Again, I think this is a waste of both time and money and when you read through the proposed bills and when someone like me who has worked with data bases looks at the bills, what is outlined below reeks of digital illiteracy all the way around. I already covered below what the Grassley proposal looked like and there’s this huge thing called “cost”.
Digital Illiteracy Is Killing Us With New Bill Wanting MD Medicare Compensation Put Online-No Clue on the Cost, Time and Truckloads of Errors to Audit and Correct
Here’s some addition information too as far as what’s in those tables and how errors are numerous. Data analytics is here to stay, but again as I always say it’s the interpretation and that’s the danger zone.
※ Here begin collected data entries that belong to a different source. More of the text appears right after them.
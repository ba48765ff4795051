//! CLI argument parsing for theme generation and validation.
//!
//! Flag names keep the camelCase spellings theme tooling already uses
//! (`--themeDir`, `--outputDir`) with kebab-case aliases.
use crate::settings::MissingInput;
use clap::{Parser, Subcommand};
use std::path::PathBuf;

#[derive(Parser, Debug)]
#[command(
    name = "ls-theme",
    version,
    about = "Generate and validate storefront theme.json manifests",
    after_help = "Examples:\n  ls-theme generate --themeDir ./my-theme --outputDir ./my-theme\n  ls-theme generate -t ./my-theme --missing-input text\n  ls-theme validate -t ./my-theme",
    subcommand_required = true,
    arg_required_else_help = true
)]
pub struct RootArgs {
    /// Log each processed component to stderr
    #[arg(long, short = 'v', global = true)]
    pub verbose: bool,

    #[command(subcommand)]
    pub command: Command,
}

#[derive(Subcommand, Debug)]
pub enum Command {
    Generate(GenerateArgs),
    Validate(ValidateArgs),
}

/// Generate command inputs.
#[derive(Parser, Debug)]
#[command(about = "Generate a theme.json from a theme's wedges and elements")]
pub struct GenerateArgs {
    /// Path to a theme directory (contains package.json and wedges/)
    #[arg(
        long = "themeDir",
        short = 't',
        visible_alias = "theme-dir",
        value_name = "DIR",
        default_value = "./"
    )]
    pub theme_dir: PathBuf,

    /// Directory the generated theme.json is written to
    #[arg(
        long = "outputDir",
        short = 'o',
        visible_alias = "output-dir",
        value_name = "DIR",
        default_value = "./"
    )]
    pub output_dir: PathBuf,

    /// Element components directory (relative paths resolve against the theme dir)
    #[arg(long, value_name = "DIR")]
    pub elements_dir: Option<PathBuf>,

    /// Wedge components directory (relative paths resolve against the theme dir)
    #[arg(long, value_name = "DIR")]
    pub wedges_dir: Option<PathBuf>,

    /// Handling of props without `input` metadata: drop them or emit text settings
    #[arg(long, value_enum, value_name = "POLICY")]
    pub missing_input: Option<MissingInput>,
}

/// Validate command inputs.
#[derive(Parser, Debug)]
#[command(about = "Validate a theme.json against the theme schema")]
pub struct ValidateArgs {
    /// Path to a theme directory containing theme.json
    #[arg(
        long = "themeDir",
        short = 't',
        visible_alias = "theme-dir",
        value_name = "DIR",
        default_value = "./"
    )]
    pub theme_dir: PathBuf,

    /// JSON Schema to validate against (defaults to the bundled theme schema)
    #[arg(long, value_name = "PATH")]
    pub schema: Option<PathBuf>,

    /// Validator command line, invoked as `<cmd> -s <schema> -d <theme.json>`
    /// (defaults to $LS_THEME_VALIDATOR, then `ajv` on PATH)
    #[arg(long, value_name = "CMD")]
    pub validator: Option<String>,
}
Medicare Data Base–It Is Not Ready for Prime Time To Expose to the Web Due to Errors Factors and Consumer Credibility In It’s Present State Relating to Physician Records
The first bill references “qualified” groups so who can define those and how complicated can we make this process? For the information desired you need some real long-ass queries for starters and renting space from the DOE would almost be a must for time elements here, needs super computing power and if only published annually, what good is it. I think we are confusing transparency here with “need” and Medicare patients can download and get their own information with the Blue Button, is that not enough?
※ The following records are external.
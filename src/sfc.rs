//! Single-file component splitting.
//!
//! Finds the top-level `<template>` and `<script>` blocks of a component
//! source. Only the first block of each kind is kept; `<style>` blocks are
//! stepped over so their contents never look like markup.
use regex::Regex;
use std::sync::OnceLock;

#[derive(Debug, Clone, Copy, Default, PartialEq, Eq)]
pub struct SfcBlocks<'src> {
    pub template: Option<&'src str>,
    pub script: Option<&'src str>,
}

fn block_open_regex() -> &'static Regex {
    static OPEN: OnceLock<Regex> = OnceLock::new();
    OPEN.get_or_init(|| {
        Regex::new(r"<(template|script|style)(?:\s[^>]*)?>").expect("regex for block open tags")
    })
}

fn template_tag_regex() -> &'static Regex {
    static TAG: OnceLock<Regex> = OnceLock::new();
    TAG.get_or_init(|| {
        Regex::new(r"<(/?)template(?:\s[^>]*)?>").expect("regex for nested template tags")
    })
}

pub fn split(source: &str) -> SfcBlocks<'_> {
    let mut blocks = SfcBlocks::default();
    let mut pos = 0;
    while pos < source.len() {
        let Some(open) = block_open_regex().captures_at(source, pos) else {
            break;
        };
        let (Some(whole), Some(name)) = (open.get(0), open.get(1)) else {
            break;
        };
        if let Some(comment_end) = comment_before(source, pos, whole.start()) {
            pos = comment_end;
            continue;
        }
        let content_start = whole.end();
        let close = match name.as_str() {
            "template" => matching_template_close(source, content_start),
            other => find_close(source, content_start, other),
        };
        let Some((content_end, after)) = close else {
            // Unclosed block: nothing further is top-level.
            break;
        };
        let content = &source[content_start..content_end];
        let slot = match name.as_str() {
            "template" => Some(&mut blocks.template),
            "script" => Some(&mut blocks.script),
            _ => None,
        };
        if let Some(slot) = slot {
            slot.get_or_insert(content);
        }
        pos = after;
    }
    blocks
}

/// End of an HTML comment that opens in `source[from..until]`, if any.
fn comment_before(source: &str, from: usize, until: usize) -> Option<usize> {
    let start = from + source[from..until].find("<!--")?;
    let end = source[start + 4..]
        .find("-->")
        .map_or(source.len(), |offset| start + 4 + offset + 3);
    Some(end)
}

fn find_close(source: &str, from: usize, name: &str) -> Option<(usize, usize)> {
    let needle = format!("</{name}>");
    let offset = source[from..].find(&needle)?;
    Some((from + offset, from + offset + needle.len()))
}

fn matching_template_close(source: &str, from: usize) -> Option<(usize, usize)> {
    let mut depth = 1usize;
    for tag in template_tag_regex().captures_iter(&source[from..]) {
        let whole = tag.get(0)?;
        let closing = tag.get(1).is_some_and(|slash| !slash.as_str().is_empty());
        if closing {
            depth -= 1;
            if depth == 0 {
                return Some((from + whole.start(), from + whole.end()));
            }
        } else if !whole.as_str().ends_with("/>") {
            depth += 1;
        }
    }
    None
}

#[cfg(test)]
mod tests {
    use super::*;

    #[test]
    fn splits_all_blocks() {
        let source = r#"<template>
  <div><Button id="cta" /></div>
</template>

<script>
export default { props: {} }
</script>

<style scoped>
.a { color: red; }
</style>
"#;
        let blocks = split(source);
        assert_eq!(
            blocks.template.map(str::trim),
            Some(r#"<div><Button id="cta" /></div>"#)
        );
        assert_eq!(
            blocks.script.map(str::trim),
            Some("export default { props: {} }")
        );
    }

    #[test]
    fn balances_nested_template_tags() {
        let source = "<template><div><template v-if=\"x\"><A id=\"a\"/></template></div></template><script>s</script>";
        let blocks = split(source);
        assert_eq!(
            blocks.template,
            Some("<div><template v-if=\"x\"><A id=\"a\"/></template></div>")
        );
        assert_eq!(blocks.script, Some("s"));
    }

    #[test]
    fn missing_blocks_are_none() {
        let blocks = split("<template><Button id=\"cta\" /></template>");
        assert!(blocks.template.is_some());
        assert_eq!(blocks.script, None);
    }

    #[test]
    fn commented_out_blocks_are_ignored() {
        let blocks = split("<!-- <script>old</script> --><script lang=\"js\">new</script>");
        assert_eq!(blocks.script, Some("new"));
    }

    #[test]
    fn style_contents_are_not_blocks() {
        let blocks = split("<style>/* <script>x</script> */</style><script>real</script>");
        assert_eq!(blocks.script, Some("real"));
    }

    #[test]
    fn keeps_first_script_block() {
        let blocks = split("<script>first</script><script setup>second</script>");
        assert_eq!(blocks.script, Some("first"));
    }
}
The second bill with giving a 6 month time frame, out of this world and did they ask someone like Todd Parks if this is realistic? In addition we are going to outsource a big contract here and spend more “Medicare” money for this? The second proposal only goes back as far as 2005 so again what good is this? I know there are needs for reporting information and so forth and most of that is already there along with use by law enforcement agencies and so forth, so again what are we doing here?
Do Some Think That Health IT Costs and Systems Grow On Trees-Certainly Starting To Give That Impression of Late
There’s a lot more pressing issues on the agenda today so why do we keep messing with this? If Congress used super computing power like those of IBM Watson they could get a real good idea on cost and time before opening mouth and insert bill. With predictive modeling and simulation, with digital tools, guess what, they could see how their bills would play out, smart move huh and why don’t they think about technologies like this?
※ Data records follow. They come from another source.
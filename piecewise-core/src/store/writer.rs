//! Segment store writer

use super::EncodedSeries;
use crate::codec::{CodecConfig, TimestampEncoding, Variant};
use crate::encoding::ByteWriter;
use crate::segment::grid_step;
use crate::types::OrderedSlope;
use crate::{PiecewiseError, Result, Segment, Timestamp};
use bytes::Bytes;
use std::collections::BTreeMap;

fn count(len: usize, what: &str) -> Result<u32> {
    u32::try_from(len).map_err(|_| {
        PiecewiseError::InvalidInput(format!("{} {} exceed the 32-bit count range", len, what))
    })
}

fn wire_timestamp(timestamp: Timestamp) -> Result<u32> {
    u32::try_from(timestamp).map_err(|_| {
        PiecewiseError::InvalidInput(format!(
            "timestamp {} is outside the 32-bit unsigned range",
            timestamp
        ))
    })
}

fn wire_key(key: i64) -> Result<i32> {
    i32::try_from(key).map_err(|_| {
        PiecewiseError::InvalidInput(format!("intercept index {} does not fit in 32 bits", key))
    })
}

fn wire_delta(delta: i64) -> Result<u32> {
    u32::try_from(delta).map_err(|_| {
        PiecewiseError::InvalidInput(format!("delta {} does not fit in 32 bits", delta))
    })
}

/// Serializes an [`EncodedSeries`] into the store layout
pub struct StoreWriter {
    config: CodecConfig,
    writer: ByteWriter,
    grid: f64,
    bias: i64,
}

impl StoreWriter {
    /// Create a new writer for the layout selected by `config`
    pub fn new(config: CodecConfig) -> Self {
        Self {
            config,
            writer: ByteWriter::with_capacity(1024),
            grid: 1.0,
            bias: 0,
        }
    }

    /// Write `series` and return the uncompressed buffer
    pub fn write(mut self, series: &EncodedSeries) -> Result<Bytes> {
        let tiered = self.config.variant == Variant::MultiTier;
        if !tiered && !(series.tiers.per_a.is_empty() && series.tiers.rest.is_empty()) {
            return Err(PiecewiseError::InvalidInput(
                "single-tier layout only stores perB segments".into(),
            ));
        }

        let step = grid_step(series.epsilon);
        self.grid = f64::from(step);
        self.bias = if tiered { series.global_min_b } else { 0 };

        self.writer.write_f32(step);
        if tiered {
            self.writer.write_varint_signed(wire_key(series.global_min_b)?);
        }

        self.write_per_b(&series.tiers.per_b)?;
        if tiered {
            self.write_per_a(&series.tiers.per_a)?;
            self.write_rest(&series.tiers.rest)?;
        }

        let last = wire_timestamp(series.last_timestamp)?;
        match self.config.timestamps {
            TimestampEncoding::Delta => self.writer.write_varint(last),
            TimestampEncoding::Raw => self.writer.write_u32(last),
        }

        Ok(self.writer.finish())
    }

    fn biased(&self, segment: &Segment) -> i64 {
        segment.grid_index(self.grid) - self.bias
    }

    /// Intercept -> slope -> timestamps
    fn write_per_b(&mut self, segments: &[Segment]) -> Result<()> {
        let mut groups: BTreeMap<i64, BTreeMap<OrderedSlope, Vec<Timestamp>>> = BTreeMap::new();
        for segment in segments {
            groups
                .entry(self.biased(segment))
                .or_default()
                .entry(OrderedSlope(segment.a()))
                .or_default()
                .push(segment.init_timestamp);
        }

        self.writer.write_varint(count(groups.len(), "intercept groups")?);
        let Some(&first) = groups.keys().next() else {
            return Ok(());
        };
        self.writer.write_varint_signed(wire_key(first)?);

        let mut previous = first;
        for (key, slopes) in groups.iter_mut() {
            self.writer.write_varint(wire_delta(key - previous)?);
            previous = *key;

            self.writer.write_varint(count(slopes.len(), "slope groups")?);
            for (slope, timestamps) in slopes.iter_mut() {
                self.writer.write_f32(slope.0 as f32);
                timestamps.sort_unstable();
                self.writer.write_varint(count(timestamps.len(), "timestamps")?);

                let mut previous_ts = 0;
                for &timestamp in timestamps.iter() {
                    let raw = wire_timestamp(timestamp)?;
                    match self.config.timestamps {
                        TimestampEncoding::Delta => {
                            self.writer.write_varint(wire_delta(timestamp - previous_ts)?)
                        }
                        TimestampEncoding::Raw => self.writer.write_u32(raw),
                    }
                    previous_ts = timestamp;
                }
            }
        }

        Ok(())
    }

    /// Slope -> (intercept, timestamp) pairs
    fn write_per_a(&mut self, segments: &[Segment]) -> Result<()> {
        let mut groups: BTreeMap<OrderedSlope, Vec<(i64, Timestamp)>> = BTreeMap::new();
        for segment in segments {
            groups
                .entry(OrderedSlope(segment.a()))
                .or_default()
                .push((self.biased(segment), segment.init_timestamp));
        }

        self.writer.write_varint(count(groups.len(), "slope groups")?);
        for (slope, members) in groups.iter_mut() {
            self.writer.write_f32(slope.0 as f32);
            self.writer.write_varint(count(members.len(), "group members")?);
            members.sort_unstable();

            let mut previous = members[0].0;
            self.writer.write_varint_signed(wire_key(previous)?);
            for &(key, timestamp) in members.iter() {
                self.writer.write_varint(wire_delta(key - previous)?);
                previous = key;
                self.writer.write_u32(wire_timestamp(timestamp)?);
            }
        }

        Ok(())
    }

    /// Individually stored segments, by ascending intercept
    fn write_rest(&mut self, segments: &[Segment]) -> Result<()> {
        self.writer.write_varint(count(segments.len(), "segments")?);
        if segments.is_empty() {
            return Ok(());
        }

        let mut rows: Vec<(i64, Timestamp, f64)> = segments
            .iter()
            .map(|s| (self.biased(s), s.init_timestamp, s.a()))
            .collect();
        rows.sort_unstable_by(|l, r| l.0.cmp(&r.0).then(l.1.cmp(&r.1)));

        let mut previous = rows[0].0;
        self.writer.write_varint_signed(wire_key(previous)?);
        for (key, timestamp, a) in rows {
            self.writer.write_varint(wire_delta(key - previous)?);
            previous = key;
            self.writer.write_f32(a as f32);
            self.writer.write_u32(wire_timestamp(timestamp)?);
        }

        Ok(())
    }
}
IBM Watson Capabilities Being Pitched to Financial Industry-Congress Must Not Have Felt They Needed This So Further Behind We Fall With Effective Intelligent Lawmaking
They think this is such a simple easy job, well look at the MD rating sites, heck they are riddled with dead doctors, retired doctors, doctors affiliated with hospitals they have never set foot in. Where there is money to be saved in “cloud” services, the digital illiterate in the Senate last year denied funding for that so what gives here and again no offense, but digital illiteracy is at the heart of understanding needs and how to create laws and funding.
Last but not least does this do anything for the doctors, nope except create frustrated and confused patients and they already have enough to deal with when you look at the various online rating sites that put flawed information out there and throw the responsibility on the doctors to find all of them and fix it. If companies such as Healthgrades do this for a profit, the least they could do is search and get it right and not throw the responsibility back on the doctors, it’s not right and I might guess very few if any Congressmen have ever looked at one of the sites to be honest as they wouldn’t be this out of touch if so. BD
Two more senators have proposed bills to publish Medicare claims data online, following the introduction of a joint transparency bill by Sens. Charles Grassley (R-Iowa) and Ron Wyden (D-Ore.) last month, according to an American Medical News report.
The new bills were introduced by Sens. Dick Durbin (D-Ill.) and John Cornyn (R-Texas) on April 14. Sen. Durbin's bill, the Medicare Spending Transparency Act of 2011, would publish summary-level claims data on individual physicians and other providers on an annual basic. Published information would include the amount paid, number of patients seen, total number of patient visits and the top 50 diagnosis and service procedure codes claimed.
Sen. Cornyn's bill, the Consumer Information Enhancement Act of 2011, would make Medicare claims data available within six months of the legislation's passage. The data would be available starting with the 2005 billing year, and HHS would be required to contract with three consumer information organizations to store data and report on Medicare billing trends.